> [Stored data]:
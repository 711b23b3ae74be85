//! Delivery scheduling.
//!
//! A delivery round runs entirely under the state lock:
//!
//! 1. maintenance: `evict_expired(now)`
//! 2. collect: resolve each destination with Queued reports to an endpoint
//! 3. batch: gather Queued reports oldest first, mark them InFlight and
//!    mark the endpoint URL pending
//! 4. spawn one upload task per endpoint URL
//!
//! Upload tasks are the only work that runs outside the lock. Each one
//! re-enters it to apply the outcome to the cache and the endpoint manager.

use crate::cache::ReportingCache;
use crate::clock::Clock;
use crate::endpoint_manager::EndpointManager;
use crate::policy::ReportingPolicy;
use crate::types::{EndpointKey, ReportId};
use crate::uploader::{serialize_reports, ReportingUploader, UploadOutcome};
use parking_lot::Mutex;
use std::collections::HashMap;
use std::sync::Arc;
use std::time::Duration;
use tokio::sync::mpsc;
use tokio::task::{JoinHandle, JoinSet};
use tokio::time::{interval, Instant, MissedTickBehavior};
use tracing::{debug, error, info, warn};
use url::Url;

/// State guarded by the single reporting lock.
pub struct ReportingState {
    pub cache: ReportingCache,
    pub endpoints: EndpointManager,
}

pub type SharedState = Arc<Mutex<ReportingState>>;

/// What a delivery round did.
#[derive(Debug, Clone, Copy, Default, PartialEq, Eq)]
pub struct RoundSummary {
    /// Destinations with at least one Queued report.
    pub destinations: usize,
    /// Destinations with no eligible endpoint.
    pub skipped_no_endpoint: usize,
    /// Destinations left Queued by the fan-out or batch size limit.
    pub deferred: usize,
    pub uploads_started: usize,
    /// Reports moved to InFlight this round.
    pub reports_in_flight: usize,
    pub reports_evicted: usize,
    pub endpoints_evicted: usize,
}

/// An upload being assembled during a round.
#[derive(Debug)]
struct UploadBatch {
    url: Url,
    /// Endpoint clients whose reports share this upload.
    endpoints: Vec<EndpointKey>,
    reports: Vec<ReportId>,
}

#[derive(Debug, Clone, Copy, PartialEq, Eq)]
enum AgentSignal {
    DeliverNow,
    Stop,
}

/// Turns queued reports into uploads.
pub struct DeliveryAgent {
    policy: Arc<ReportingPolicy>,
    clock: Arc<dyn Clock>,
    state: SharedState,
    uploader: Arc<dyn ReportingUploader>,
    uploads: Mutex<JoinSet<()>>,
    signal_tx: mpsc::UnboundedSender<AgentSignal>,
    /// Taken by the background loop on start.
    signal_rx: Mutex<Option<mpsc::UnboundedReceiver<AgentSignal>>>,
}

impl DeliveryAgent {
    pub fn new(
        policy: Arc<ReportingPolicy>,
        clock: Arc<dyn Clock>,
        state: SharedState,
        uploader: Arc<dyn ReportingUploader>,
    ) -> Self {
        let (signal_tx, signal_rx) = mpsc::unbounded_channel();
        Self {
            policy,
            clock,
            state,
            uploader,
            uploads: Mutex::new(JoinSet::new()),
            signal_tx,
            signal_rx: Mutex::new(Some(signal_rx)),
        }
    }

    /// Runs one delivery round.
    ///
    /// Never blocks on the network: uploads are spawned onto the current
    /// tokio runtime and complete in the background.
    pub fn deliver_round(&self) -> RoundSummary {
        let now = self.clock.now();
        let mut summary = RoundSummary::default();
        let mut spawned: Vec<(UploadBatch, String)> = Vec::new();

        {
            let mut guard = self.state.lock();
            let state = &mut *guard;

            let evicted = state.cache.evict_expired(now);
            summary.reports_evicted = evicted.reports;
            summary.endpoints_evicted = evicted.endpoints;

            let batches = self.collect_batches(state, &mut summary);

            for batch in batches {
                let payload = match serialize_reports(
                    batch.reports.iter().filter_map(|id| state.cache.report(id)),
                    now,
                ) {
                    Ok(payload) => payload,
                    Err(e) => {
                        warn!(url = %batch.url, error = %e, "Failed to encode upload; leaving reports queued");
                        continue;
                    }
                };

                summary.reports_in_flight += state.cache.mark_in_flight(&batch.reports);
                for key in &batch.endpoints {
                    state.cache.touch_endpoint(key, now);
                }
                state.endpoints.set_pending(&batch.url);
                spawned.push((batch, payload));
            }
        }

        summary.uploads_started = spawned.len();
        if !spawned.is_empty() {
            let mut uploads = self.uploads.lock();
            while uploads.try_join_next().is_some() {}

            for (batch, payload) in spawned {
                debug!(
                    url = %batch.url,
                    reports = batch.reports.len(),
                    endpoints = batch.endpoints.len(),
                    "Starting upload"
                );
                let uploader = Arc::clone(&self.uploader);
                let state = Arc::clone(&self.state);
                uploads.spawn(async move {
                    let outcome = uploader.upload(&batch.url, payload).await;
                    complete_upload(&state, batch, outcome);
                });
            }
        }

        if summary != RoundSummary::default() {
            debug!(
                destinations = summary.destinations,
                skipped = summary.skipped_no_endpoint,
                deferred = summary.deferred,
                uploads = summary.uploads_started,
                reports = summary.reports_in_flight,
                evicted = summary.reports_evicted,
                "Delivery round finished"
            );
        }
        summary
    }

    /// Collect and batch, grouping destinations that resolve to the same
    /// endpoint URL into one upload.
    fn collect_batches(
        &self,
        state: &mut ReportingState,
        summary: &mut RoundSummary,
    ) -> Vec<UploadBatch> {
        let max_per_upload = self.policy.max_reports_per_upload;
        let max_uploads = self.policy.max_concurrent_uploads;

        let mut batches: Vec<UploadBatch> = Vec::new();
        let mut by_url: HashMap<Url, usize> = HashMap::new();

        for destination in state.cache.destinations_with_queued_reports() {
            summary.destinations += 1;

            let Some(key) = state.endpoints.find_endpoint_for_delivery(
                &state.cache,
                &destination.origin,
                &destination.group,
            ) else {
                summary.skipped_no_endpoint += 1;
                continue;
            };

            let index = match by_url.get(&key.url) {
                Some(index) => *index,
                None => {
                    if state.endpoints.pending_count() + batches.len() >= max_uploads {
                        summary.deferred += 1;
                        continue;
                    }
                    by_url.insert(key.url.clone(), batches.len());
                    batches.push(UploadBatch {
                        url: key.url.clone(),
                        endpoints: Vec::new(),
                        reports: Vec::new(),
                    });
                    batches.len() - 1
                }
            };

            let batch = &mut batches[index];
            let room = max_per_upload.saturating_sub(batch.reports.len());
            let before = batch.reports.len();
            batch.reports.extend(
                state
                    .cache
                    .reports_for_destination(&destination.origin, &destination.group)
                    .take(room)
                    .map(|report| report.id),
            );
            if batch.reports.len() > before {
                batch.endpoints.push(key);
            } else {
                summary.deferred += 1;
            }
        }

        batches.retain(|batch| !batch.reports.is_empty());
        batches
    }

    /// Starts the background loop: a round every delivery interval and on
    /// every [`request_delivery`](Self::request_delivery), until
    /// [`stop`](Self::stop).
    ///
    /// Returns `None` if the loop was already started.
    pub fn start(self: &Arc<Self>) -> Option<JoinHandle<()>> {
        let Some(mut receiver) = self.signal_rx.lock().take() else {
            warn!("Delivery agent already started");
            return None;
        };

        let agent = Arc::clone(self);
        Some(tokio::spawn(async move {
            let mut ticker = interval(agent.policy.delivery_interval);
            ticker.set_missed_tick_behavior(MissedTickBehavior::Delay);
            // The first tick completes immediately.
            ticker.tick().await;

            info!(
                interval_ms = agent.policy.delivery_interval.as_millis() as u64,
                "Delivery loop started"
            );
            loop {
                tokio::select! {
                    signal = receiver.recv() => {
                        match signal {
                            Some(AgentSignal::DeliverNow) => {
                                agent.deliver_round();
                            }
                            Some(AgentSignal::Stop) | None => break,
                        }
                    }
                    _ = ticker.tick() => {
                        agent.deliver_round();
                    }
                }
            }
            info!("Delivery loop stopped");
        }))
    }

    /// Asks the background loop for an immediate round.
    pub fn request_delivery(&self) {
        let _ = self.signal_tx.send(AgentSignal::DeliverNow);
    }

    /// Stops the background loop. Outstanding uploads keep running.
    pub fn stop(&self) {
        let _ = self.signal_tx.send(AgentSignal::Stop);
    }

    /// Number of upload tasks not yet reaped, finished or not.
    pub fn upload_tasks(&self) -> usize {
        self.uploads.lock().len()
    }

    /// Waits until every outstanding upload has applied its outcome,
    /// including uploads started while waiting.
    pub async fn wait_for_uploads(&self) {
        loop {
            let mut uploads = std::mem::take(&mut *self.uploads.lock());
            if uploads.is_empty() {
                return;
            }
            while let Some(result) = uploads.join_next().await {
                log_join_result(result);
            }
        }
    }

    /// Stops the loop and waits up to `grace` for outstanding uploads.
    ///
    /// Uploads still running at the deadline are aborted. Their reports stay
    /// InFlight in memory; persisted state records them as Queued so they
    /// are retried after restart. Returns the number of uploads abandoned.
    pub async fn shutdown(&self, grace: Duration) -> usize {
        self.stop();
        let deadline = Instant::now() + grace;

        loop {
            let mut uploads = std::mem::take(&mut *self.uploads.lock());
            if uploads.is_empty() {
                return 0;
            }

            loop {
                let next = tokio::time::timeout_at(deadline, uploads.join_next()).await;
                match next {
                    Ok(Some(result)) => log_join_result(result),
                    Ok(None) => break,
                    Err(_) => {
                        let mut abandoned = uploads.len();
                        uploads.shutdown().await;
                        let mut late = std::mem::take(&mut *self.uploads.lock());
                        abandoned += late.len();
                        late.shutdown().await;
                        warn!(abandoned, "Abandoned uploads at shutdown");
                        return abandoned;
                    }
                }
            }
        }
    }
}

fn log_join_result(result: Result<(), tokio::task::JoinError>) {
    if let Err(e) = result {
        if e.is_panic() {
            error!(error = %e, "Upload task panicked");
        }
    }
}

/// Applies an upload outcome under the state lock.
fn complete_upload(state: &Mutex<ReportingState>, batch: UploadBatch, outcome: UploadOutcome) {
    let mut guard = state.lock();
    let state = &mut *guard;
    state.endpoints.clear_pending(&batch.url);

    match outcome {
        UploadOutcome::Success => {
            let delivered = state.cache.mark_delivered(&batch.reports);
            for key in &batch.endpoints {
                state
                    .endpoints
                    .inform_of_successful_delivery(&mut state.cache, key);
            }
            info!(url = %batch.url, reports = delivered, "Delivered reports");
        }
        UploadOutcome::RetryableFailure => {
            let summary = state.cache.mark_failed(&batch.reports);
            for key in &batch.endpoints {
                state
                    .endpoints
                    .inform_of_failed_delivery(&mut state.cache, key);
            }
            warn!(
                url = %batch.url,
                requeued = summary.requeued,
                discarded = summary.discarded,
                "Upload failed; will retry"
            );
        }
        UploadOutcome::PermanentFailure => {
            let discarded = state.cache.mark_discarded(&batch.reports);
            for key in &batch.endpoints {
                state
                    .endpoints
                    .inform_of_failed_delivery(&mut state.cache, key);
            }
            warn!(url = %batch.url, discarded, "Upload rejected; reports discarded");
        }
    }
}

> [INSTRUCTIONS TO FOLLOW]:
Copy every line where the word "discarded" is present in the entries above.

> [RESPONSE BELOW]:
                discarded = summary.discarded,
            let discarded = state.cache.mark_discarded(&batch.reports);
            warn!(url = %batch.url, discarded, "Upload rejected; reports discarded");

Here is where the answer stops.